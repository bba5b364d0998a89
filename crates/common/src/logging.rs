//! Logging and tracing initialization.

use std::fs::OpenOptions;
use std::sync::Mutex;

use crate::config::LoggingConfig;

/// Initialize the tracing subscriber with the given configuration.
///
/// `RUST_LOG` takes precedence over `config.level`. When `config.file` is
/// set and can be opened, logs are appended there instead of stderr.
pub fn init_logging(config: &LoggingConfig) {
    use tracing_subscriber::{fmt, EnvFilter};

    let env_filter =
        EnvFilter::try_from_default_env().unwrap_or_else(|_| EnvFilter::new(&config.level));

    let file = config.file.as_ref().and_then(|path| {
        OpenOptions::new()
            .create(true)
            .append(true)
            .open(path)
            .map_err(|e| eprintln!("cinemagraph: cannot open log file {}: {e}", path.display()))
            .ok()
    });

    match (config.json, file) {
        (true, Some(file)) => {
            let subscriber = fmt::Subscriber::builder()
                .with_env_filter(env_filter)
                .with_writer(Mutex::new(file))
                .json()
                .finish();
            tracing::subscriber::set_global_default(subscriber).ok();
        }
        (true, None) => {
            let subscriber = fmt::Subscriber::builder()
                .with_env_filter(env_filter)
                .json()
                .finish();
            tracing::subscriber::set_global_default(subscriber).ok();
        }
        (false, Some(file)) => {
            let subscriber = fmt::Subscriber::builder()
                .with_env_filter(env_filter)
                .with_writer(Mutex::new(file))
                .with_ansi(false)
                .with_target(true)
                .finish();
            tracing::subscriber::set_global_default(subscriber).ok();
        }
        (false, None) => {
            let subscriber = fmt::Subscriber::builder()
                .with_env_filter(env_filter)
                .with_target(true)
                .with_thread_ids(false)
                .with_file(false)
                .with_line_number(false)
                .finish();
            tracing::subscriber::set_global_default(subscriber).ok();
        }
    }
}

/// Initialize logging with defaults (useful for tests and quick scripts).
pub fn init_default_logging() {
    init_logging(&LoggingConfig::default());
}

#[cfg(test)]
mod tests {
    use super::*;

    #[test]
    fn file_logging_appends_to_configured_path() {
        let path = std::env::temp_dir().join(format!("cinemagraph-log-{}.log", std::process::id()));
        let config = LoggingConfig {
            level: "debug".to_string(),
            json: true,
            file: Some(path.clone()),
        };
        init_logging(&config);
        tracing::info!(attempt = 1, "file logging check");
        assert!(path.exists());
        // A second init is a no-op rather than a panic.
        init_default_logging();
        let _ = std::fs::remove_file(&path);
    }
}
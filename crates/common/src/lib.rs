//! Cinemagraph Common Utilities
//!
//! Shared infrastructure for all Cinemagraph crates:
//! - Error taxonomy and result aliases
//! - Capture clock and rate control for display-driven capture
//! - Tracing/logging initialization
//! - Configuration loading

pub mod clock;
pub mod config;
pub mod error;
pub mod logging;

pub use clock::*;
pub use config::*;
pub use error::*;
- - - -
Activity:
Your answer should be each line of the data that contains the word "false", copied as it stands.

Solution below:
        (false, Some(file)) => {
                .with_ansi(false)
        (false, None) => {
                .with_thread_ids(false)
                .with_file(false)
                .with_line_number(false)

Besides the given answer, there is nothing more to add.